* [Instructions for the task]:
Look through the listing below for lines containing "omitted". State how many there are, and nothing else.

* [Data to use]:

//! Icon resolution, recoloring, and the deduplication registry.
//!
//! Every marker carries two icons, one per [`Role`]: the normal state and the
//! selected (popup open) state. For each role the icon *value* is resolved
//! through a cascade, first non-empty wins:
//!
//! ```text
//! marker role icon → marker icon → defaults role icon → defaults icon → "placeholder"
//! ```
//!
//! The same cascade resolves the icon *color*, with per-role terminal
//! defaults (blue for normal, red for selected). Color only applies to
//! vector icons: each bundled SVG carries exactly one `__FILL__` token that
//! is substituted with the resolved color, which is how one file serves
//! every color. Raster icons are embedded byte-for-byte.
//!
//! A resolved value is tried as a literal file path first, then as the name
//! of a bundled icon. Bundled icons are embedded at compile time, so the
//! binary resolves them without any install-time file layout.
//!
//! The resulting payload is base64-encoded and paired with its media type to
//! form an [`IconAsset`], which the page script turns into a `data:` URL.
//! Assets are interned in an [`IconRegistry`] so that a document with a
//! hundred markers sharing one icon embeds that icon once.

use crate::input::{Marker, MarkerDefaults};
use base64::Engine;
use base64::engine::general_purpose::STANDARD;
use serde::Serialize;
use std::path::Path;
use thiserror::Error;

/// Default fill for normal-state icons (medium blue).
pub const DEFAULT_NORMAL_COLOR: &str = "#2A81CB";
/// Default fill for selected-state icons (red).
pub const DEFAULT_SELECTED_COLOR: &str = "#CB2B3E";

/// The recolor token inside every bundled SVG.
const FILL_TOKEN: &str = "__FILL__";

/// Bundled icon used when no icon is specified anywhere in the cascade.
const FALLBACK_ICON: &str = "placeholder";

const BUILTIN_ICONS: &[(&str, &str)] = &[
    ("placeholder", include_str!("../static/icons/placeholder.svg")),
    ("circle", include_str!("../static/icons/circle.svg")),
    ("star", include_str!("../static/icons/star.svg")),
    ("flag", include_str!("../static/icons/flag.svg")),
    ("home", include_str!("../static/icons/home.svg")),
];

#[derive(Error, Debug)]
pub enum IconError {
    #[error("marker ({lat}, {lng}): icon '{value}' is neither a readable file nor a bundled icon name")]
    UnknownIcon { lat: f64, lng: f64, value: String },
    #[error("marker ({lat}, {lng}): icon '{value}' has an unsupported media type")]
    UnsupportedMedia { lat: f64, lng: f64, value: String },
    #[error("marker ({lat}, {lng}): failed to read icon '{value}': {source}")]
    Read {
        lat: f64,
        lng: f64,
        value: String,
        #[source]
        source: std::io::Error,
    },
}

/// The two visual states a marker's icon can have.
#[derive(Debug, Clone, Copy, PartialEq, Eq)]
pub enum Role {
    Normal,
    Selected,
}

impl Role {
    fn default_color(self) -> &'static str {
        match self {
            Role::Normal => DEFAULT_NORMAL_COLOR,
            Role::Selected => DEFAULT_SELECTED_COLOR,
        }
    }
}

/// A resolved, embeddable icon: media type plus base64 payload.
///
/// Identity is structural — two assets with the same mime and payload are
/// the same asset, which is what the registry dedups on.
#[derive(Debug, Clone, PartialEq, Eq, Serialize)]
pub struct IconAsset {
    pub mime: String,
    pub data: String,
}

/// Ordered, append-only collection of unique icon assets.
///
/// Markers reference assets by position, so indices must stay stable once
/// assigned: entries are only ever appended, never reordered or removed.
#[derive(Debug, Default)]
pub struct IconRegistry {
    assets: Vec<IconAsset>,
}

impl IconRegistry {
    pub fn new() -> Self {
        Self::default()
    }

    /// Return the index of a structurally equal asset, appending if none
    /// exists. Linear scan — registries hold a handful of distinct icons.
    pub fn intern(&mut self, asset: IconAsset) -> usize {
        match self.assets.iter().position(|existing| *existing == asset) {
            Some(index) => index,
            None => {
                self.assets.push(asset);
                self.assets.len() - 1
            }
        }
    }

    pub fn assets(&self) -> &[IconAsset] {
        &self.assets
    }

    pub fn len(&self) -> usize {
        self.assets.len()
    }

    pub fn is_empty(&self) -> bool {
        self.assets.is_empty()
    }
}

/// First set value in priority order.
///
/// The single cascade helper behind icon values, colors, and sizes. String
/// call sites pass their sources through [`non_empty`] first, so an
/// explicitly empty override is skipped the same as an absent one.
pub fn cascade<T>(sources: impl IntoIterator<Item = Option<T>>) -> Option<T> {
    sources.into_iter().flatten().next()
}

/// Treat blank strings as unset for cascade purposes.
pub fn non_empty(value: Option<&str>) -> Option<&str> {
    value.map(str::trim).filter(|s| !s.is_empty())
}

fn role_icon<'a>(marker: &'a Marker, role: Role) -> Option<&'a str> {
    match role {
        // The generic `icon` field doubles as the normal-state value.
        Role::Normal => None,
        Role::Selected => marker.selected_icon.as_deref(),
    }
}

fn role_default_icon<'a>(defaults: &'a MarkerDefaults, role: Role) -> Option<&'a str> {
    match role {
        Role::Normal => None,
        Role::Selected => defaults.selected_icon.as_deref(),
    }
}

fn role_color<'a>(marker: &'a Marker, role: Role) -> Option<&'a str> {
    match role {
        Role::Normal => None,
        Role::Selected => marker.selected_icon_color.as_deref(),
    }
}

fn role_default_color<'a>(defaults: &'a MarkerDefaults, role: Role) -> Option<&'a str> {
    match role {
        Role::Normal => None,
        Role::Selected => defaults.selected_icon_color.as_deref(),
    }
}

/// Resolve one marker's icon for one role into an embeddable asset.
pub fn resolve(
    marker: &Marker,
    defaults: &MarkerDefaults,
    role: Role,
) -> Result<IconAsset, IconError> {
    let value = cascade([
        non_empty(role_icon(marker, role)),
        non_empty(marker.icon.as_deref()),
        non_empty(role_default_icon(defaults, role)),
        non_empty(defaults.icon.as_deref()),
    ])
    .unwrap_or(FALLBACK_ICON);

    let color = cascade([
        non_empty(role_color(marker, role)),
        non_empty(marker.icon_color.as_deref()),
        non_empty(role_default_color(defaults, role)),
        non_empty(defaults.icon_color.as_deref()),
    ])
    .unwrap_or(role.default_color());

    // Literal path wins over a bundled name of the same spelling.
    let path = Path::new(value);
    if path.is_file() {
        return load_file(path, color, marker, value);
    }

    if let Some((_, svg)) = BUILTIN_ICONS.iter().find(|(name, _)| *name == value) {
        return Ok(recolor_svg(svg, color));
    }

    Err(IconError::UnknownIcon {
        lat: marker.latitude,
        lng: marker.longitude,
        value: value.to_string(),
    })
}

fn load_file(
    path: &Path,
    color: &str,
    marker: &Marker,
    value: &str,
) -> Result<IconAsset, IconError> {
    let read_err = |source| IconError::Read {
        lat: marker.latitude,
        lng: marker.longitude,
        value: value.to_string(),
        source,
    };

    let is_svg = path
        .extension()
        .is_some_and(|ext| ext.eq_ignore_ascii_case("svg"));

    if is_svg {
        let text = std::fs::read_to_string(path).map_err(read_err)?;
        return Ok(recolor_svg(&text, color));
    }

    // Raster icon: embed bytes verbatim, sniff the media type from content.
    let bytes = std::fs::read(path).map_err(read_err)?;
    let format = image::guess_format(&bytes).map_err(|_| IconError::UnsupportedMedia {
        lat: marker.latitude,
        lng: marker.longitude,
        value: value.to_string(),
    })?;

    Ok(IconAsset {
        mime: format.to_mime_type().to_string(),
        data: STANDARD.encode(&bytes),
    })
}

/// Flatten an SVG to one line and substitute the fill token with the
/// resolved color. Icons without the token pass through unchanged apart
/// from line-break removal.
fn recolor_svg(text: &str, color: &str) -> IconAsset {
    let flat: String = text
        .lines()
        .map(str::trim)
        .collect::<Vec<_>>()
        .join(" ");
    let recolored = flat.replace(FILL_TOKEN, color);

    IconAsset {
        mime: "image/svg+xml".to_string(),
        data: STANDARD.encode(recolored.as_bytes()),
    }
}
---
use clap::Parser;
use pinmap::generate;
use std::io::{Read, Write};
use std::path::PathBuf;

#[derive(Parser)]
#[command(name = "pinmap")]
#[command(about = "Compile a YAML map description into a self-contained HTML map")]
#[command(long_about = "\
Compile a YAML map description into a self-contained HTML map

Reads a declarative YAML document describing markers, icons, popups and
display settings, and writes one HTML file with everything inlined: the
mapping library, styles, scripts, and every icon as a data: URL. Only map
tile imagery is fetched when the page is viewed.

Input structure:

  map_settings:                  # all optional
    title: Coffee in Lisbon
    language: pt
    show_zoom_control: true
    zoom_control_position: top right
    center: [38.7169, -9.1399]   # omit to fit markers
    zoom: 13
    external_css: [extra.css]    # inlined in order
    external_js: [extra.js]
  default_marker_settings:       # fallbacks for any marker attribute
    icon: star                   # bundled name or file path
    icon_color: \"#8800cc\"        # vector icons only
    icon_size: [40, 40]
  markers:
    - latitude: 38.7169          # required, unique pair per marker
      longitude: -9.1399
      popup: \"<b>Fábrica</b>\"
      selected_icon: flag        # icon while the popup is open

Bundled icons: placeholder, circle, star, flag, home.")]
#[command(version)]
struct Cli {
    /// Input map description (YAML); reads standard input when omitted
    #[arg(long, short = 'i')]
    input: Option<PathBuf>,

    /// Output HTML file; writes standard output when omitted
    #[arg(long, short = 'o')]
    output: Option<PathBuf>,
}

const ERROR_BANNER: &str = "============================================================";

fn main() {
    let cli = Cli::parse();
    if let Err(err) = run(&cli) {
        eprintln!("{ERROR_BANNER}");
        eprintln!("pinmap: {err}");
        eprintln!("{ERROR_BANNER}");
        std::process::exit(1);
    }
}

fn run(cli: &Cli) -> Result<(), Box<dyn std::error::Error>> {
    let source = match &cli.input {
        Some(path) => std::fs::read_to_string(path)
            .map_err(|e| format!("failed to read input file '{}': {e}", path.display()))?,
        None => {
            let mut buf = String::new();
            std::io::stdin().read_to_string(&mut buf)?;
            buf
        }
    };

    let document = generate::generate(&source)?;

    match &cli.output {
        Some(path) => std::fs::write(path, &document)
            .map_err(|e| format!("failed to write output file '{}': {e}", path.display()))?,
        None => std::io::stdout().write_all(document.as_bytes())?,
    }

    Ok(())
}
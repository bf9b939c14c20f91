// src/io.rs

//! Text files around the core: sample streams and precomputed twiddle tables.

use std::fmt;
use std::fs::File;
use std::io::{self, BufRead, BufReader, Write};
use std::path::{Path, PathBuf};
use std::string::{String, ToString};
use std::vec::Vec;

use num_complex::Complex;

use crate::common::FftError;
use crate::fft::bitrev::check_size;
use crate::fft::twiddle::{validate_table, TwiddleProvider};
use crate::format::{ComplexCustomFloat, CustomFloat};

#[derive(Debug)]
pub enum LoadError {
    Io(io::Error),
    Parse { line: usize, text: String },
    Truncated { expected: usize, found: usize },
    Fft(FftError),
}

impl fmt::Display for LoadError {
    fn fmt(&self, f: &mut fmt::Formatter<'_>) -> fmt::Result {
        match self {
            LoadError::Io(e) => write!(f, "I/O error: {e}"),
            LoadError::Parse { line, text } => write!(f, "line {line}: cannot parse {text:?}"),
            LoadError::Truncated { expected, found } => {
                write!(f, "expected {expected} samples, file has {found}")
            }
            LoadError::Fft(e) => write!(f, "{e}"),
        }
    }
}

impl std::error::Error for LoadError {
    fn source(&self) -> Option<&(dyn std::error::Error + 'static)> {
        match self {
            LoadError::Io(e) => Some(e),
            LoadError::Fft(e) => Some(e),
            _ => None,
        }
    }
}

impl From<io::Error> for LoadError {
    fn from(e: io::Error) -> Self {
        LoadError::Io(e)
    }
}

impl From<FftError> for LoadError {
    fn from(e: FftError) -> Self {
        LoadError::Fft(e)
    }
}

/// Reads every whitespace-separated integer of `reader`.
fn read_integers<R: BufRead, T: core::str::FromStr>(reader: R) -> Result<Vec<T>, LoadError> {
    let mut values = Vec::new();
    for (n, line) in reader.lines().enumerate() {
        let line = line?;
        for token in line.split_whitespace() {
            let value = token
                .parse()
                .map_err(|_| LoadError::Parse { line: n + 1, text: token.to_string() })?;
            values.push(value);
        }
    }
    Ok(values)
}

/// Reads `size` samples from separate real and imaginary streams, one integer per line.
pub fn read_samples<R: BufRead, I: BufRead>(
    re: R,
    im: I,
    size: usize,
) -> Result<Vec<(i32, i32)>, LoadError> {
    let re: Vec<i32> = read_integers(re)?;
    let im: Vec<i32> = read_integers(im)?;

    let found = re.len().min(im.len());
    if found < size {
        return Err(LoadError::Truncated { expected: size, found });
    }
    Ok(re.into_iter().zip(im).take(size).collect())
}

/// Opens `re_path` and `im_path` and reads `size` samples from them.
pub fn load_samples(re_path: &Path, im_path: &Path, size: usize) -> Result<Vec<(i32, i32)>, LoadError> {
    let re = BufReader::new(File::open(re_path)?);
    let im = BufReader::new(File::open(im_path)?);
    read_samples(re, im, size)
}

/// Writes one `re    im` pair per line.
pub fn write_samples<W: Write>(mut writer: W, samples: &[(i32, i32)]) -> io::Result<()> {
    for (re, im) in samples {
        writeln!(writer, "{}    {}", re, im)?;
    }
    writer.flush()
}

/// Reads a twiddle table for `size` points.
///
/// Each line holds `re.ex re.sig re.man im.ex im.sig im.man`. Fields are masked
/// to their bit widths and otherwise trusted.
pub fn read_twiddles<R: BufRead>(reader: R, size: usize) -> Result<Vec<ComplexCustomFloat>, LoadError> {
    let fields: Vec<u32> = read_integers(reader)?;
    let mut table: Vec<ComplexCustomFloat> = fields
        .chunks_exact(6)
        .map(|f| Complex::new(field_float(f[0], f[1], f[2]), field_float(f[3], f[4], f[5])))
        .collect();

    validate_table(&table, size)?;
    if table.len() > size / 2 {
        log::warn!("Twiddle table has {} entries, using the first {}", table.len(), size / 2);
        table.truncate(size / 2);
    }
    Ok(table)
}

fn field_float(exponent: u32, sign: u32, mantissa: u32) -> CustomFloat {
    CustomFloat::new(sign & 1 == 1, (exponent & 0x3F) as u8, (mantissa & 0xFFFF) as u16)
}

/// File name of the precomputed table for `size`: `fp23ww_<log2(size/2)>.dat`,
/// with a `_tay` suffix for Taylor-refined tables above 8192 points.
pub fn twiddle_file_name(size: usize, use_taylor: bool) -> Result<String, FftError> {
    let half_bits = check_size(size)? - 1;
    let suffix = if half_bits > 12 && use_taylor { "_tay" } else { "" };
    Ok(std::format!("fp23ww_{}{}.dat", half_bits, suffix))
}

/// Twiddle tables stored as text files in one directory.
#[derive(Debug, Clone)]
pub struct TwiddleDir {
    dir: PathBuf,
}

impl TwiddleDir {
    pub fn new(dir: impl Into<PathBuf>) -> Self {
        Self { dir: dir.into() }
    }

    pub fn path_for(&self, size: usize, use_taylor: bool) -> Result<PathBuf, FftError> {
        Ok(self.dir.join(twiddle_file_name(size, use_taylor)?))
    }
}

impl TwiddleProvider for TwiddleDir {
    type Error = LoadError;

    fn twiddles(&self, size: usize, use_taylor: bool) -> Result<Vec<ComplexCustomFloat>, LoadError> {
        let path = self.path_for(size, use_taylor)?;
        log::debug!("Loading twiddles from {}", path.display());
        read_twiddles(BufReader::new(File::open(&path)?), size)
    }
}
---
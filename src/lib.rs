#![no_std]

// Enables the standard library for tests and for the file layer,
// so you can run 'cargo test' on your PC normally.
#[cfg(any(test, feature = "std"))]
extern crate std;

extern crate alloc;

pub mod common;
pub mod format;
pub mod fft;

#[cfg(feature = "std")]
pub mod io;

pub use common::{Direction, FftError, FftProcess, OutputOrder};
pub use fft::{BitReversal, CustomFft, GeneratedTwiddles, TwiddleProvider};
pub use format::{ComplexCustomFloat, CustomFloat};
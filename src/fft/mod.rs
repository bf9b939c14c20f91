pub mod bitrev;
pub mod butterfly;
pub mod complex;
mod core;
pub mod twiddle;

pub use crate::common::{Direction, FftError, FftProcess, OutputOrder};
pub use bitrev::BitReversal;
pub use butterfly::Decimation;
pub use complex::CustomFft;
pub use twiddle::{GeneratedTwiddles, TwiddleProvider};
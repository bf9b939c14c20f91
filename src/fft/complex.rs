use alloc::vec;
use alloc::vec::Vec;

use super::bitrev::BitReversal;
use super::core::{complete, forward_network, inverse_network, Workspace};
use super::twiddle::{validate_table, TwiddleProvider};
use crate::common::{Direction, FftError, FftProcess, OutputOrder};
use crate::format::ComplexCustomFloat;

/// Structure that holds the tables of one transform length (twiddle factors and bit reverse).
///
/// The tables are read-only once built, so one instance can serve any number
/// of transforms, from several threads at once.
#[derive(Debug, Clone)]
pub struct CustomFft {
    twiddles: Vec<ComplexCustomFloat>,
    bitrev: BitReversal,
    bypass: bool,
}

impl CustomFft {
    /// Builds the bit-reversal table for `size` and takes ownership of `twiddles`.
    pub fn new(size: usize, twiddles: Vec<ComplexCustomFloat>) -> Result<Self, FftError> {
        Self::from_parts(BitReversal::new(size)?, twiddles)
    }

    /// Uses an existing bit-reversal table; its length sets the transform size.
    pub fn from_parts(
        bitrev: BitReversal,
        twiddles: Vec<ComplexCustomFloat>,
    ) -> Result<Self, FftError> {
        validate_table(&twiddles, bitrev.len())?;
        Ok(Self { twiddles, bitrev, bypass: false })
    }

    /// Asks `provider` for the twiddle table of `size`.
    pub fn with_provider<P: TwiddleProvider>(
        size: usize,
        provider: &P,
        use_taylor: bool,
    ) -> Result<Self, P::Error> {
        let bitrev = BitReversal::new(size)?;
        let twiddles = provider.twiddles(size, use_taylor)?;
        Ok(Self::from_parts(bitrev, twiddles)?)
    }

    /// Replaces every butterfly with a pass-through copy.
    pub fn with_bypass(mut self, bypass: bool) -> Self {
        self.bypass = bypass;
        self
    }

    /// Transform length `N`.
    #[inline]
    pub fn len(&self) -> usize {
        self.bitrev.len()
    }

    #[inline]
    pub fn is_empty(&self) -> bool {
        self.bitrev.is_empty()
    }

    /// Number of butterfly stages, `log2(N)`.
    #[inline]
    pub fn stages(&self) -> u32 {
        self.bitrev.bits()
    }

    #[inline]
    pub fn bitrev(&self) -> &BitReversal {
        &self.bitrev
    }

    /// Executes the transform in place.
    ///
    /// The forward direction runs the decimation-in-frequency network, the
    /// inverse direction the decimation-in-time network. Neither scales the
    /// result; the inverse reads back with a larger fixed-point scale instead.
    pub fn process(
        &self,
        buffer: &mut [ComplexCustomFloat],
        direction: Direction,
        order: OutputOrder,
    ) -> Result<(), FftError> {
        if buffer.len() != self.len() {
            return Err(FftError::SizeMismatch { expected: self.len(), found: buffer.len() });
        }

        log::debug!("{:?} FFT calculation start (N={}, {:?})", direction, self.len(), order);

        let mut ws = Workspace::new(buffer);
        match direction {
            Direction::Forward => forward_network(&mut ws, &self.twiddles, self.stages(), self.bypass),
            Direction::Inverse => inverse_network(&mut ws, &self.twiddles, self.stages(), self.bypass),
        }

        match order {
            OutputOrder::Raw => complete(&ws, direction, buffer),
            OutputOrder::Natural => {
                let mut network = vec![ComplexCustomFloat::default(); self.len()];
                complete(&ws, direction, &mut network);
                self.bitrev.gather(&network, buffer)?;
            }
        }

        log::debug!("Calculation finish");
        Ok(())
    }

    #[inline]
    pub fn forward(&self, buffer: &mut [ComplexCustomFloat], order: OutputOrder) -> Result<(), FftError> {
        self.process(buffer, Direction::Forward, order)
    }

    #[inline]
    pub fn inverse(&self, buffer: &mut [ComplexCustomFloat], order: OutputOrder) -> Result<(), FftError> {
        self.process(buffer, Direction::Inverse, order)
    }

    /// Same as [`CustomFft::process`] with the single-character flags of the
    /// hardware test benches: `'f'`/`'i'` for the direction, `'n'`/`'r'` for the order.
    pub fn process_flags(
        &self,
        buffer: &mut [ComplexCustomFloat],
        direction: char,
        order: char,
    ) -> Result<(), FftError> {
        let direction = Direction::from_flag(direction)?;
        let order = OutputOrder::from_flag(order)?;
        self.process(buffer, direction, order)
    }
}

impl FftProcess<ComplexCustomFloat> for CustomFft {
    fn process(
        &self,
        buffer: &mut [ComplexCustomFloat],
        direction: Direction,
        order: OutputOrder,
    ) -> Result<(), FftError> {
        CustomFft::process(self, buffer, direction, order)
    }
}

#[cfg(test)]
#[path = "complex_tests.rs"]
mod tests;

* [Task solution]:
2